TASK DIRECTIONS:
For the records that follow, give the number of lines in which the word "LogLevel" occurs, with nothing added.

Saved entries
════════════════

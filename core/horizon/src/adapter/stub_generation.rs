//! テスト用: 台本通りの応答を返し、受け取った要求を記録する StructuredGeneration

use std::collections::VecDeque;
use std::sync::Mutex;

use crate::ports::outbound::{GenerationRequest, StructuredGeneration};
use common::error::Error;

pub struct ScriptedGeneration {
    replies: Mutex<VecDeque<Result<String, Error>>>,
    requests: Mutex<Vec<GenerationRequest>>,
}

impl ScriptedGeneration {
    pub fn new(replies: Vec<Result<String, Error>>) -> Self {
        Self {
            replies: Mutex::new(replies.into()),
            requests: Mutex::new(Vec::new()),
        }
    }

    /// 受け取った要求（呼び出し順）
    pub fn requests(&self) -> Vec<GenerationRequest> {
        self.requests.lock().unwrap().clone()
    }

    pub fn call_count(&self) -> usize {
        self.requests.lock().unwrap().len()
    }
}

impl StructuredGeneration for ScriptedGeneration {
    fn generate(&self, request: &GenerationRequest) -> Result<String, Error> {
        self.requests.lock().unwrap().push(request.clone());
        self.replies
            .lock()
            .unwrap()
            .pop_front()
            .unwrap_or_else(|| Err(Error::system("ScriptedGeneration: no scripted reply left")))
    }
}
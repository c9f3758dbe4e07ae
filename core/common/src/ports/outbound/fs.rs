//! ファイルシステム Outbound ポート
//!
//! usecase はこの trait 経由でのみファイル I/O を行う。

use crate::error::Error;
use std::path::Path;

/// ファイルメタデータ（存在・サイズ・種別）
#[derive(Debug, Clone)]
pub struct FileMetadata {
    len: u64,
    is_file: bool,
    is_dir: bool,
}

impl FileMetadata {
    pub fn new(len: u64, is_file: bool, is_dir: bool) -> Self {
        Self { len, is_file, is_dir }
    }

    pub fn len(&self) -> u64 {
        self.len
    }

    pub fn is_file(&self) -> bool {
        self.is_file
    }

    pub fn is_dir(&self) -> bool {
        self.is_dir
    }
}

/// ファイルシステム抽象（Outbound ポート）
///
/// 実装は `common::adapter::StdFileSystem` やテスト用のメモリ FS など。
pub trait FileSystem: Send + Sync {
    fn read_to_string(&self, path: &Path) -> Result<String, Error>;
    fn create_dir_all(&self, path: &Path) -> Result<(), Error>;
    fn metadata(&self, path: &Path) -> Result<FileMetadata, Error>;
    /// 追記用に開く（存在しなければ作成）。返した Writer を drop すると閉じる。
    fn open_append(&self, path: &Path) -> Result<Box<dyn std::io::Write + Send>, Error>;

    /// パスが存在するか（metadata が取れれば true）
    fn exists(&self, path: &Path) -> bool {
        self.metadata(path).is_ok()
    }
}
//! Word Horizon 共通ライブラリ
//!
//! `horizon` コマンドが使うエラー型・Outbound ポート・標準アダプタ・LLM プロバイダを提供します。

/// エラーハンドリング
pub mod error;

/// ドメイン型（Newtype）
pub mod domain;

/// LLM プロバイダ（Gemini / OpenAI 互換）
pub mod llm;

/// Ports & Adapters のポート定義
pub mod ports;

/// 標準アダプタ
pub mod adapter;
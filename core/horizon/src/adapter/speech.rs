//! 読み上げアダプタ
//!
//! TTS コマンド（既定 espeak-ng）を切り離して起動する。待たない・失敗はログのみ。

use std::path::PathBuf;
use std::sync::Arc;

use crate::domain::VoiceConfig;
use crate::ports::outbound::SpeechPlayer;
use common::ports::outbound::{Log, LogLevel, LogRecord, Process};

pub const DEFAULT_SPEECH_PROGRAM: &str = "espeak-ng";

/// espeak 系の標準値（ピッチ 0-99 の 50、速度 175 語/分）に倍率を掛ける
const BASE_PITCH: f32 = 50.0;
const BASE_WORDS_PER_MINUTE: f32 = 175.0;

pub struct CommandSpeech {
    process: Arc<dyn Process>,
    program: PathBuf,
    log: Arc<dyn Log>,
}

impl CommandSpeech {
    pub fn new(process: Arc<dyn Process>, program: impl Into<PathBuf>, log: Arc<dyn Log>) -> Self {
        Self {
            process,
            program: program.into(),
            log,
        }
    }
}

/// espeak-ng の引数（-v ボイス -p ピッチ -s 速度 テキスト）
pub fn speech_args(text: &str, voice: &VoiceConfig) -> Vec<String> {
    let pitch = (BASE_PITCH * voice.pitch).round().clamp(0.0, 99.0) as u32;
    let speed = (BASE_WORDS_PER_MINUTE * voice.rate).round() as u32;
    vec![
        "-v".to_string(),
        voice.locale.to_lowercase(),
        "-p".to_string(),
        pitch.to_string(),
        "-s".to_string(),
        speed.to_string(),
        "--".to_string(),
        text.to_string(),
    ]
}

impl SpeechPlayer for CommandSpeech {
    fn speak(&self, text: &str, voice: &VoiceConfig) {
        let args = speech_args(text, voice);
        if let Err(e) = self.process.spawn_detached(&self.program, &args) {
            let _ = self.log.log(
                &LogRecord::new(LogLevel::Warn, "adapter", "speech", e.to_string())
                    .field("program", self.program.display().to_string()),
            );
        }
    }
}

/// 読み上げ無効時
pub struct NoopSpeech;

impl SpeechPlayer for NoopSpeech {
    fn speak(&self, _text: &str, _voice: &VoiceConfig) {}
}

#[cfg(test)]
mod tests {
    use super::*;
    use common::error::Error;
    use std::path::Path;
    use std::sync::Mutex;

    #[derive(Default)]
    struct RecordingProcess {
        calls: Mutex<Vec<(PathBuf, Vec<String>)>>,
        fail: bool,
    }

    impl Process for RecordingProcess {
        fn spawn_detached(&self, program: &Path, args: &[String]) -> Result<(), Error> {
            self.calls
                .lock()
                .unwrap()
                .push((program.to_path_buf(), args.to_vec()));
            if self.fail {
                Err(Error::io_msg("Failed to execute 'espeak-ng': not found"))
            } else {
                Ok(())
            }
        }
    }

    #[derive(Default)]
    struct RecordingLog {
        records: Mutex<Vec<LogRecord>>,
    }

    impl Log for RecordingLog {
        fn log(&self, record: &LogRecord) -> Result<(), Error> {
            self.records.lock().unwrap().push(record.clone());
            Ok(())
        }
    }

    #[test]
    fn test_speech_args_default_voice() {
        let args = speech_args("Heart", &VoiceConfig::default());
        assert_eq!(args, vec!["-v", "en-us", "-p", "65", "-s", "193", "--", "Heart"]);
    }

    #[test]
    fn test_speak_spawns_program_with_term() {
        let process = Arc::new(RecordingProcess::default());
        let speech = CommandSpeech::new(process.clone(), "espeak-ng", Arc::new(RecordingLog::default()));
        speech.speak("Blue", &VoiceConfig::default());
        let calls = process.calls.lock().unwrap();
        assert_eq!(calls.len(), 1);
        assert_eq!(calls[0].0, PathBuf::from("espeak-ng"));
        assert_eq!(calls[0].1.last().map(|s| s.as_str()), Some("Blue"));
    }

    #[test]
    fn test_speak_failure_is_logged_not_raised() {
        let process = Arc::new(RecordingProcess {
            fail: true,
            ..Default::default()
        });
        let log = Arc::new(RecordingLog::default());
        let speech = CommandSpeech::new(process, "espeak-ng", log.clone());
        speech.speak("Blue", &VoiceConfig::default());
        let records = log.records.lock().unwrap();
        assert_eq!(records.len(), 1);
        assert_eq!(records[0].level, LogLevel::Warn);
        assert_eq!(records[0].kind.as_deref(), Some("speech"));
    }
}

════════════════

WRITTEN ANSWER:
3